‘Granadillas can be farmers’ cash cow’

Ashton Mutyavaviri

RISING global demand for superfoods, spurred by consumers seeking immune boosters in the aftermath of the coronavirus pandemic has well-positioned farmers to produce passion and granadilla fruits for both local and international markets.

The demand is fuelled by the fruits’ diverse applications, including use in fruit beverages, smoothies and other food manufacturing processes.

Small-scale farmers prefer to produce and export these fruits due to their high returns and the availability of markets, which has seen demand spiking over the past few years.

The fruits can be grown for fresh consumption or juice extraction and are recognised as highly nutritious tropical superfoods due to their rich antioxidant content and other health benefits, which makes them particularly attractive in a market increasingly driven by health-conscious consumers.

Lands, Agriculture, Fisheries, Water and Rural Development chief crop production specialist Mrs Hilda Manditsvara said passion fruit might be intercropped with vegetables such as beans, cabbage and tomatoes during the first year.

“Cucurbits (cucumbers, pumpkin, and squashes) are not recommended due to the woodiness virus and fruit flies. In addition, maize, cowpea, sorghum, okra, sweet potatoes and other creepers should be avoided,” she added.

She observed that granadillas prefer moderate temperatures throughout the year and also favour a high relative humidity, well-distributed rainfall of not less than 1 200 millimetres per year (irrigation can supplement low rainfall).

“In hot areas, they should be planted on cool slopes and in cool areas on the warm northern slopes. The average maximum monthly temperature should not exceed 29 degrees Celsius and the minimum should not fall below five,” she explained.

By embracing the cultivation of passion fruit and granadilla, Zimbabwe’s smallholder farmers and young agricultural entrepreneurs can not only enhance their own economic well-being but also contribute significantly to the nation’s export growth, ensuring a prosperous future for the country’s agricultural sector.

According to Data Bridge Market Research, the granadilla or passion fruit market poised for significant growth, with projections indicating a compound annual growth rate of 4, 67 percent from 2021 to 2028.

The robust expansion was largely attributed to the rising awareness of the benefits associated with a healthy eating lifestyle.

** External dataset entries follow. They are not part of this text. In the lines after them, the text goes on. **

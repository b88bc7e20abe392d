//! File system watcher for live rebuilds during `serve`.
//!
//! Watches the local data file locations, the assets directory and the
//! config file. Any relevant change rebuilds the whole site; a config change
//! first swaps in the reloaded config.
//!
//! # Architecture
//!
//! ```text
//! ┌──────────────────────────────────────────────────────────────┐
//! │                      Event Loop                              │
//! │                                                              │
//! │  ┌──────────┐    ┌──────────┐    ┌────────────────────────┐  │
//! │  │ notify   │───▶│ Debouncer│───▶│    handle_changes()    │  │
//! │  │ events   │    │ (300ms)  │    │                        │  │
//! │  └──────────┘    └──────────┘    │  config → reload_config│  │
//! │                                  │  data/assets/config    │  │
//! │                                  │        → build_site    │  │
//! │                                  └────────────────────────┘  │
//! └──────────────────────────────────────────────────────────────┘
//! ```

use crate::{
    build::build_site,
    config::{SiteConfig, cfg, reload_config},
    log,
};
use anyhow::{Context, Result};
use notify::{Event, EventKind, RecursiveMode, Watcher};
use rustc_hash::FxHashSet;
use std::{
    path::{Path, PathBuf},
    sync::mpsc::{RecvTimeoutError, channel},
    time::{Duration, Instant},
};

const DEBOUNCE_MS: u64 = 300;
const REBUILD_COOLDOWN_MS: u64 = 800;

// =============================================================================
// Path Classification
// =============================================================================

/// What a changed path belongs to.
#[derive(Debug, Clone, Copy, PartialEq, Eq)]
enum ChangeKind {
    Config,
    Data,
    Asset,
    Unknown,
}

/// Check if path is a temp/backup file (editor artifacts).
fn is_temp_file(path: &Path) -> bool {
    let name = path.file_name().and_then(|n| n.to_str()).unwrap_or("");
    let ext = path.extension().and_then(|e| e.to_str()).unwrap_or("");

    matches!(ext, "bck" | "bak" | "backup" | "swp" | "swo" | "tmp")
        || name.ends_with('~')
        || name.starts_with('.')
}

/// Local files the loader may read, one per candidate. Empty for remote bases.
fn data_files(config: &SiteConfig) -> Vec<PathBuf> {
    if config.data.is_remote() {
        return Vec::new();
    }
    let base = config.get_root().join(&config.data.base);
    config
        .data
        .candidates
        .iter()
        .map(|candidate| base.join(candidate))
        .collect()
}

fn categorize_path(path: &Path, config: &SiteConfig) -> ChangeKind {
    // Rebuild output must not trigger another rebuild
    if path.starts_with(&config.build.output) {
        return ChangeKind::Unknown;
    }
    if path == config.config_path {
        return ChangeKind::Config;
    }
    if data_files(config).iter().any(|file| same_file(file, path)) {
        return ChangeKind::Data;
    }
    if path.starts_with(&config.build.assets) {
        return ChangeKind::Asset;
    }
    ChangeKind::Unknown
}

/// Compare paths that may differ only by `..` segments or symlinks.
fn same_file(a: &Path, b: &Path) -> bool {
    a == b
        || matches!(
            (a.canonicalize(), b.canonicalize()),
            (Ok(a), Ok(b)) if a == b
        )
}

/// Format absolute path as relative to root, with trailing slash for directories.
fn format_rel(path: &Path, root: &Path, is_dir: bool) -> String {
    let rel = path.strip_prefix(root).unwrap_or(path);
    let suffix = if is_dir { "/" } else { "" };
    format!("{}{}", rel.display(), suffix)
}

// =============================================================================
// Debounce State
// =============================================================================

/// Batches rapid file events with debouncing and rebuild cooldown.
struct Debouncer {
    pending: FxHashSet<PathBuf>,
    last_event: Option<Instant>,
    last_rebuild: Option<Instant>,
}

impl Debouncer {
    fn new() -> Self {
        Self {
            pending: FxHashSet::default(),
            last_event: None,
            last_rebuild: None,
        }
    }

    fn in_cooldown(&self) -> bool {
        self.last_rebuild
            .is_some_and(|t| t.elapsed() < Duration::from_millis(REBUILD_COOLDOWN_MS))
    }

    fn add(&mut self, event: Event) {
        for path in event.paths {
            if !is_temp_file(&path) {
                self.pending.insert(path);
            }
        }
        self.last_event = Some(Instant::now());
    }

    fn ready(&self) -> bool {
        !self.pending.is_empty()
            && self
                .last_event
                .is_some_and(|t| t.elapsed() >= Duration::from_millis(DEBOUNCE_MS))
    }

    fn take(&mut self) -> Vec<PathBuf> {
        self.last_event = None;
        self.pending.drain().collect()
    }

    fn mark_rebuild(&mut self) {
        self.last_rebuild = Some(Instant::now());
    }

    fn timeout(&self) -> Duration {
        if self.pending.is_empty() {
            Duration::from_secs(60)
        } else {
            Duration::from_millis(DEBOUNCE_MS)
        }
    }
}

// =============================================================================
// Event Handler
// =============================================================================

/// Rebuild with the current config. Returns true on success (for cooldown).
fn try_rebuild(reason: &str) -> bool {
    log!("watch"; "{reason}");
    match build_site(&cfg()) {
        Ok(_) => true,
        Err(e) => {
            log!("watch"; "build failed");
            log!("watch"; "{e:#}");
            false
        }
    }
}

fn handle_changes(paths: &[PathBuf]) -> bool {
    let config = cfg();
    let root = config.get_root();

    let mut config_changed = false;
    let mut triggers = Vec::new();
    for path in paths {
        match categorize_path(path, &config) {
            ChangeKind::Config => config_changed = true,
            ChangeKind::Data | ChangeKind::Asset => triggers.push(format_rel(path, root, false)),
            ChangeKind::Unknown => {}
        }
    }

    if config_changed {
        match reload_config() {
            Ok(true) => return try_rebuild("config changed, rebuilding..."),
            Ok(false) => {}
            Err(e) => {
                log!("watch"; "config reload failed, keeping previous: {e:#}");
                return false;
            }
        }
    }

    if triggers.is_empty() {
        return false;
    }
    try_rebuild(&format!("{} changed, rebuilding...", triggers.join(", ")))
}

// =============================================================================
// Watcher Setup
// =============================================================================

/// Paths to register with the watcher: data file directories, assets, config.
fn watch_targets(config: &SiteConfig) -> Vec<(PathBuf, RecursiveMode)> {
    let mut targets: Vec<(PathBuf, RecursiveMode)> = Vec::new();

    for file in data_files(config) {
        if let Some(dir) = file.parent()
            && dir.is_dir()
            && !targets.iter().any(|(p, _)| same_file(p, dir))
        {
            targets.push((dir.to_path_buf(), RecursiveMode::NonRecursive));
        }
    }
    if config.build.assets.is_dir() {
        targets.push((config.build.assets.clone(), RecursiveMode::Recursive));
    }
    if config.config_path.is_file() {
        targets.push((config.config_path.clone(), RecursiveMode::NonRecursive));
    }

    targets
}

fn setup_watchers(watcher: &mut impl Watcher, config: &SiteConfig) -> Result<()> {
    let root = config.get_root();
    let mut watched = Vec::new();

    for (path, mode) in watch_targets(config) {
        watcher
            .watch(&path, mode)
            .with_context(|| format!("Failed to watch {}", path.display()))?;
        watched.push(format_rel(&path, root, path.is_dir()));
    }

    if watched.is_empty() {
        log!("watch"; "nothing to watch");
    } else {
        log!("watch"; "{}", watched.join(", "));
    }
    Ok(())
}

const fn is_relevant(event: &Event) -> bool {
    matches!(
        event.kind,
        EventKind::Modify(_) | EventKind::Create(_) | EventKind::Remove(_)
    )
}

// =============================================================================
// Public API
// =============================================================================

/// Start blocking file watcher with debouncing and live rebuild.
pub fn watch_for_changes_blocking() -> Result<()> {
    let config = cfg();
    if !config.serve.watch {
        return Ok(());
    }

    let (tx, rx) = channel();
    let mut watcher = notify::recommended_watcher(tx).context("Failed to create file watcher")?;
    setup_watchers(&mut watcher, &config)?;

    let mut debouncer = Debouncer::new();

    loop {
        match rx.recv_timeout(debouncer.timeout()) {
            Ok(Ok(event)) if is_relevant(&event) && !debouncer.in_cooldown() => {
                debouncer.add(event);
            }
            Ok(Err(e)) => log!("watch"; "error: {e}"),
            Err(RecvTimeoutError::Timeout) if debouncer.ready() => {
                if handle_changes(&debouncer.take()) {
                    debouncer.mark_rebuild();
                }
            }
            Err(RecvTimeoutError::Disconnected) => break,
            // Irrelevant events, timeout without pending changes
            _ => {}
        }
    }

    Ok(())
}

Demand for nutrient-rich and natural food products continues to escalate, positioning passion fruit and granadilla as favourites for most of the health-conscious consumers.

A major driver of this market growth is the surging demand for natural ingredients across various industries.

Consumers are increasingly opting for foods and beverages that are free from synthetic additives and preservatives.

The trend has significantly boosted the popularity of passion fruit, known for its natural flavour and health benefits, thereby propelling market expansion during the forecast period.

Meanwhile, the national trade development organisation (Zimtrade) has highlighted that the current potential markets for Zimbabwean-grown passion fruits are European and African countries as well as other emerging markets for Zimbabwean produce such as China, Japan and United Arab Emirates.

In Europe, Zimbabwean farmers have a shot at Netherlands, United Kingdom, France and Germany, said Zimtrade.

“The country is already exporting huge quantities of horticultural products such as mange tout and sugar snap peas, fine beans and flowers to these markets, which makes it easy for local producers to even export passion fruit if they ride on existing channels,” added Zimtrade.

Regional markets such as Democratic Republic of Congo, Namibia and Angola are also potential markets for locally-produced passion fruit or its value-added products.